Thankfully, I had a really great time, for all that it had nearly killed me. After an hour of sweating and moving in ways I've never moved before, I'd gained 14 activity points -- effectively beating off that chicken sandwich with the proverbial stick. We hobbled out to the car and joked about how much pain we were in on the way home, but at the same time I wondered if this was really worth that pain. The sweating and burning, the cutting back. Those nights when all I want are cheese puffs or fries but have an apple instead. The worry that maybe I'm not doing enough. That I won't have lost any more weight the next time it's checked. I hope it's all worth this.

19 January 2011

The Multivitamin Quandary

I have to say that when I shared the link to my last post on Facebook, I certainly didn't expect the showers of love and encouragement that came from it. Thank you -- so, so, SO much -- to all of you who have expressed an interest in this journey. Putting myself out there like this is frightening (almost moreso than the weight loss itself) because now the inner critic in my head is freaking out over what it views as "pressure to perform." Oh yes, the what-if's and I-can't-do-this! spent quite awhile swirling around in my head yesterday before the part of me that is newly in control (that part which struggles to break free from said inner critic) managed to bring things down to a more reasonable state. And I had to be reminded of this truth -- a journey like this absolutely CAN NOT be accomplished alone. Every wish for success, every "you can do it!" uttered is just one more person added to my accountability/cheering section. I love you all for it; it's made these first few days of this whole endeavor that much easier, and again I thank you.

Now, as for that multivitamin. I've never had much luck with these things. We took vitamins for awhile as kids -- those chewable Flintstone ones. And yes, we fought over who had to eat the grape ones. Neither of us liked them, so naturally there were several left once all the other flavors were gone. But since about 5th grade on I just haven't had much to do with vitamins. There's only been one other time I've tried multivitamins, and that was back in college. Mom thought it would be a good idea to start a vitamin regimen, so we found some Women's One-a-Day and started taking them. For a couple days, at least.

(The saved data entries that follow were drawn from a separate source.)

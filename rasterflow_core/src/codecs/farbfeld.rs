//! farbfeld: 8-byte magic, big-endian u32 dimensions, RGBA with 16-bit
//! big-endian channels. 8-bit content maps through `v * 257` so it survives
//! a decode/encode cycle bit-exactly.

use crate::errors::{ErrorKind, Result};
use crate::flow::definitions::{Bitmap, FrameInfo};
use crate::io::IoProxy;
use crate::{here, nerror};
use rasterflow_types::PixelFormat;

const MAGIC: &[u8; 8] = b"farbfeld";
const HEADER_LENGTH: usize = 16;

fn parse_dimensions(bytes: &[u8]) -> Result<(i32, i32)> {
    if bytes.len() < HEADER_LENGTH || &bytes[0..8] != MAGIC {
        return Err(nerror!(ErrorKind::IoError, "Not a farbfeld stream"));
    }
    let w = u32::from_be_bytes([bytes[8], bytes[9], bytes[10], bytes[11]]);
    let h = u32::from_be_bytes([bytes[12], bytes[13], bytes[14], bytes[15]]);
    if w == 0 || h == 0 || w > i32::MAX as u32 || h > i32::MAX as u32 {
        return Err(nerror!(
            ErrorKind::IoError,
            "Invalid farbfeld dimensions {}x{}",
            w,
            h
        ));
    }
    Ok((w as i32, h as i32))
}

fn read_all(io: &mut IoProxy) -> Result<Vec<u8>> {
    io.seek(0).map_err(|e| e.at(here!()))?;
    let mut bytes = Vec::new();
    io.read_to_end(&mut bytes).map_err(|e| e.at(here!()))?;
    Ok(bytes)
}

pub fn read_frame_info(io: &mut IoProxy) -> Result<FrameInfo> {
    let bytes = read_all(io).map_err(|e| e.at(here!()))?;
    let (w, h) = parse_dimensions(&bytes).map_err(|e| e.at(here!()))?;
    Ok(FrameInfo {
        w,
        h,
        fmt: PixelFormat::Rgba32,
    })
}

pub fn read_frame(io: &mut IoProxy) -> Result<Bitmap> {
    let bytes = read_all(io).map_err(|e| e.at(here!()))?;
    let (w, h) = parse_dimensions(&bytes).map_err(|e| e.at(here!()))?;
    let mut frame = Bitmap::new(w, h).map_err(|e| e.at(here!()))?;
    let expected = w as u64 * h as u64 * 8;
    let payload = &bytes[HEADER_LENGTH..];
    if (payload.len() as u64) < expected {
        return Err(nerror!(
            ErrorKind::IoError,
            "Truncated farbfeld payload: wanted {} bytes, got {}",
            expected,
            payload.len()
        ));
    }
    for (wide, rgba) in payload
        .chunks_exact(8)
        .zip(frame.pixels_mut().chunks_exact_mut(4))
    {
        for channel in 0..4 {
            let v = u16::from_be_bytes([wide[channel * 2], wide[channel * 2 + 1]]);
            rgba[channel] = (v / 257) as u8;
        }
    }
    Ok(frame)
}

pub fn write_frame(io: &mut IoProxy, frame: &Bitmap) -> Result<()> {
    let mut out = Vec::with_capacity(HEADER_LENGTH + frame.pixels().len() * 2);
    out.extend_from_slice(MAGIC);
    out.extend_from_slice(&(frame.w() as u32).to_be_bytes());
    out.extend_from_slice(&(frame.h() as u32).to_be_bytes());
    for &v in frame.pixels() {
        out.extend_from_slice(&(u16::from(v) * 257).to_be_bytes());
    }
    io.write_all(&out).map_err(|e| e.at(here!()))
}

#[cfg(test)]
pub mod tests {
    use super::*;

    pub fn tiny_farbfeld() -> Vec<u8> {
        // 2x1: opaque red, half-transparent gray
        let mut bytes = MAGIC.to_vec();
        bytes.extend_from_slice(&2u32.to_be_bytes());
        bytes.extend_from_slice(&1u32.to_be_bytes());
        for rgba in [[255u8, 0, 0, 255], [128, 128, 128, 127]] {
            for v in rgba {
                bytes.extend_from_slice(&(u16::from(v) * 257).to_be_bytes());
            }
        }
        bytes
    }

    #[test]
    fn header_parses() {
        let info = read_frame_info(&mut IoProxy::from_vec(tiny_farbfeld())).expect("info");
        assert_eq!((info.w, info.h), (2, 1));
        assert_eq!(info.fmt, PixelFormat::Rgba32);
    }

    #[test]
    fn sixteen_bit_channels_round_trip_eight_bit_values() {
        let frame = read_frame(&mut IoProxy::from_vec(tiny_farbfeld())).expect("frame");
        assert_eq!(frame.get(0, 0), [255, 0, 0, 255]);
        assert_eq!(frame.get(1, 0), [128, 128, 128, 127]);

        let mut sink = IoProxy::output_buffer();
        write_frame(&mut sink, &frame).expect("write");
        let bytes = sink.get_output_buffer().expect("buffer").to_vec();
        let back = read_frame(&mut IoProxy::from_vec(bytes)).expect("reread");
        assert_eq!(back, frame);
    }

    #[test]
    fn truncated_payload_is_an_io_error() {
        let mut bytes = tiny_farbfeld();
        bytes.truncate(bytes.len() - 4);
        let e = read_frame(&mut IoProxy::from_vec(bytes)).expect_err("must fail");
        assert_eq!(e.kind(), ErrorKind::IoError);
    }

    #[test]
    fn zero_dimensions_are_rejected() {
        let mut bytes = MAGIC.to_vec();
        bytes.extend_from_slice(&0u32.to_be_bytes());
        bytes.extend_from_slice(&1u32.to_be_bytes());
        let e = read_frame_info(&mut IoProxy::from_vec(bytes)).expect_err("must fail");
        assert_eq!(e.kind(), ErrorKind::IoError);
    }
}
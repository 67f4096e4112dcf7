//! Codec registry, signature sniffing, and the binding between graph
//! placeholder ids and I/O endpoints.
//!
//! Inputs are sniffed at registration: the first [`SIGNATURE_LENGTH`] bytes
//! pick the codec (or fail the registration), the stream is rewound, and the
//! codec caches the frame header. Output bindings stay unresolved until an
//! encoder node claims them during execution.

pub mod farbfeld;
pub mod ppm;

use crate::errors::{ErrorKind, Result};
use crate::flow::definitions::{Bitmap, FrameInfo};
use crate::io::IoProxy;
use crate::{here, nerror};
use lazy_static::lazy_static;
use rasterflow_types::IoDirection;

/// How many leading bytes a codec may inspect when sniffing.
pub const SIGNATURE_LENGTH: usize = 8;

#[derive(Debug, Clone, Copy, PartialEq, Eq)]
pub enum CodecKind {
    Farbfeld,
    Ppm,
}

lazy_static! {
    /// Registration order decides sniffing precedence.
    static ref CODECS: Vec<CodecKind> = vec![CodecKind::Farbfeld, CodecKind::Ppm];
}

impl CodecKind {
    fn sniffs(self, signature: &[u8; SIGNATURE_LENGTH]) -> bool {
        match self {
            CodecKind::Farbfeld => signature == b"farbfeld",
            CodecKind::Ppm => {
                signature[0] == b'P' && signature[1] == b'6' && signature[2].is_ascii_whitespace()
            }
        }
    }

    /// Frame header only; leaves the stream position unspecified.
    pub fn read_frame_info(self, io: &mut IoProxy) -> Result<FrameInfo> {
        match self {
            CodecKind::Farbfeld => farbfeld::read_frame_info(io).map_err(|e| e.at(here!())),
            CodecKind::Ppm => ppm::read_frame_info(io).map_err(|e| e.at(here!())),
        }
    }

    pub fn read_frame(self, io: &mut IoProxy) -> Result<Bitmap> {
        match self {
            CodecKind::Farbfeld => farbfeld::read_frame(io).map_err(|e| e.at(here!())),
            CodecKind::Ppm => ppm::read_frame(io).map_err(|e| e.at(here!())),
        }
    }

    pub fn write_frame(self, io: &mut IoProxy, frame: &Bitmap) -> Result<()> {
        match self {
            CodecKind::Farbfeld => farbfeld::write_frame(io, frame).map_err(|e| e.at(here!())),
            CodecKind::Ppm => ppm::write_frame(io, frame).map_err(|e| e.at(here!())),
        }
    }
}

/// Picks the codec whose signature matches, or `None` for an unrecognized
/// byte sequence.
pub fn codec_select(signature: &[u8; SIGNATURE_LENGTH]) -> Option<CodecKind> {
    CODECS.iter().copied().find(|kind| kind.sniffs(signature))
}

/// One I/O binding of a job: a placeholder id, the endpoint, and the resolved
/// codec identity plus its cached state.
#[derive(Debug)]
pub struct CodecInstance {
    pub placeholder_id: i32,
    pub direction: IoDirection,
    pub io: IoProxy,
    /// `None` until resolved — at registration for inputs, by an encoder node
    /// during execution for outputs.
    pub codec_id: Option<CodecKind>,
    /// Frame header cached at initialization (inputs only).
    pub frame_info: Option<FrameInfo>,
}

/// Reads and caches the frame header for a freshly sniffed input binding,
/// leaving the stream rewound to byte 0.
pub fn initialize_codec(instance: &mut CodecInstance) -> Result<()> {
    let kind = instance.codec_id.ok_or_else(|| {
        nerror!(
            ErrorKind::InvalidArgument,
            "Cannot initialize binding for placeholder id {} before a codec is selected",
            instance.placeholder_id
        )
    })?;
    let info = kind.read_frame_info(&mut instance.io).map_err(|e| e.at(here!()))?;
    instance.io.seek(0).map_err(|e| e.at(here!()))?;
    instance.frame_info = Some(info);
    Ok(())
}

#[cfg(test)]
mod tests {
    use super::*;

    #[test]
    fn select_recognizes_registered_signatures() {
        assert_eq!(codec_select(b"farbfeld"), Some(CodecKind::Farbfeld));
        assert_eq!(codec_select(b"P6\n12 34"), Some(CodecKind::Ppm));
        assert_eq!(codec_select(b"P6 1 1 2"), Some(CodecKind::Ppm));
    }

    #[test]
    fn select_rejects_unknown_signatures() {
        assert_eq!(codec_select(&[0xDE, 0xAD, 0xBE, 0xEF, 0x00, 0x01, 0x02, 0x03]), None);
        // "P6" without a whitespace separator is not a PPM header.
        assert_eq!(codec_select(b"P6x_____"), None);
        assert_eq!(codec_select(b"farbfelt"), None);
    }

    #[test]
    fn initialize_caches_frame_info_and_rewinds() {
        let bytes = farbfeld::tests::tiny_farbfeld();
        let mut instance = CodecInstance {
            placeholder_id: 0,
            direction: IoDirection::In,
            io: IoProxy::from_vec(bytes),
            codec_id: Some(CodecKind::Farbfeld),
            frame_info: None,
        };
        initialize_codec(&mut instance).expect("initialize");
        let info = instance.frame_info.expect("cached");
        assert_eq!((info.w, info.h), (2, 1));
        assert_eq!(instance.io.tell().expect("tell"), 0);
    }
}
//! The context: the root object hosts create first.
//!
//! A context hands out jobs with fresh debug ids. Contexts are not
//! thread-safe; create one per thread, or synchronize access yourself.

use crate::job::Job;
use log::debug;

pub struct Context {
    next_job_id: i32,
}

impl Context {
    pub fn create() -> Context {
        Context { next_job_id: 0 }
    }

    /// A fresh job: no recording, default pass limit.
    pub fn create_job(&mut self) -> Job {
        let id = self.next_job_id;
        self.next_job_id += 1;
        debug!("created job {}", id);
        Job::new(id)
    }
}

impl Default for Context {
    fn default() -> Context {
        Context::create()
    }
}
//! # rasterflow_core
//!
//! The job execution engine of an image-processing pipeline. A host builds a
//! DAG of image-operation nodes, registers I/O endpoints against the
//! placeholder ids the graph references, and calls [`Job::execute`]. The
//! engine then drives the graph to completion through a fixed-point sequence
//! of rewrites — dimension propagation, flatten, optimize — interleaved with
//! partial execution, until every live node has produced its result or the
//! pass limit is hit.
//!
//! Jobs are single-threaded: a job, its graph, and its I/O objects must be
//! touched by one thread at a time. Distinct jobs may run on distinct
//! threads.

pub mod codecs;
pub mod context;
pub mod errors;
pub mod flow;
pub mod io;
pub mod job;

pub use crate::codecs::{codec_select, CodecInstance, CodecKind};
pub use crate::context::Context;
pub use crate::errors::{CodeLocation, ErrorKind, FlowError, Result};
pub use crate::flow::definitions::{
    Bitmap, EdgeKind, FrameEstimate, FrameInfo, Node, NodeKind, NodeParams, NodeState,
};
pub use crate::flow::graph::{Graph, VisitorAction};
pub use crate::io::IoProxy;
pub use crate::job::Job;
pub use rasterflow_types::{GraphRecording, IoDirection, IoMode, PixelFormat};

From what I remember, it was awful. I have a sensitive digestive system, and the added iron plus who knows what else wreaked havoc. I promptly gave up the habit and have thought very little of it since. Til now, of course, when taking a multivitamin is strongly encouraged to help aid weight loss and promote healthy living. I'm not thrilled by the idea. There is a large bottle of the things sitting on my nightstand. They've been there for a couple weeks now. And the seal isn't even broken yet.

To be perfectly honest, it's embarrassing to admit that I'm afraid of taking a vitamin.

Still, the part of me that wants this to work actually wants to take them. I guess it's one of those "the spirit is willing, but the flesh is weak" moments. Perhaps it wouldn't be so bad now that I'm actually paying attention to what I eat. And maybe choosing a certain time for taking it would help, too. But I just keep putting it off and putting it off. Much like how I've handled most anything in my life I've never really wanted to do. Or ratherdid want to do but never actually wanted to do the work to get there. Because it was unpleasant. Or boring. Or painful. But if I'm going to do this whole heartedly, I have to do EVERYTHING. Not just those things that seem easy.

Tomorrow will mark another first. I'll be joining my sister and a friend for Zumba night. Provided I don't hurt myself, that should prove to be an interesting experience ripe with blog fodder.

Now for bed . . . and a showdown with that vitamin.

18 January 2011

Ups, Downs, and a Whole New Mentality

Let me start this with some good news. After going into last week at 290lbs and not really working on the actual program yet, I weighed in today at Sarah's house. Turns out I've lost three pounds! The Wii Fit still doesn't like me very much (who really came up with "That's obese!" anyway??), but I was shocked. All I'd really done was cut out soft drinks and maybe not snacked out of the chip bag every time I went through the kitchen. That was a really great starting point, so I'm totally jazzed. After doing some math with Sarah, we decided that my 5% goal will be 14.5lbs. So that's what I'll be working towards in the coming weeks.

Weight Watchers is not a diet. It's a lifestyle -- a change in the way one thinks about food and exercise. For years I've always smirked a little at the very idea of Weight Watchers. It was for older women or crazy people who just needed a program to feel better about themselves. And I never really thought it actually worked . . . until meeting some people who actually lived that lifestyle and who had lost significant weight with it.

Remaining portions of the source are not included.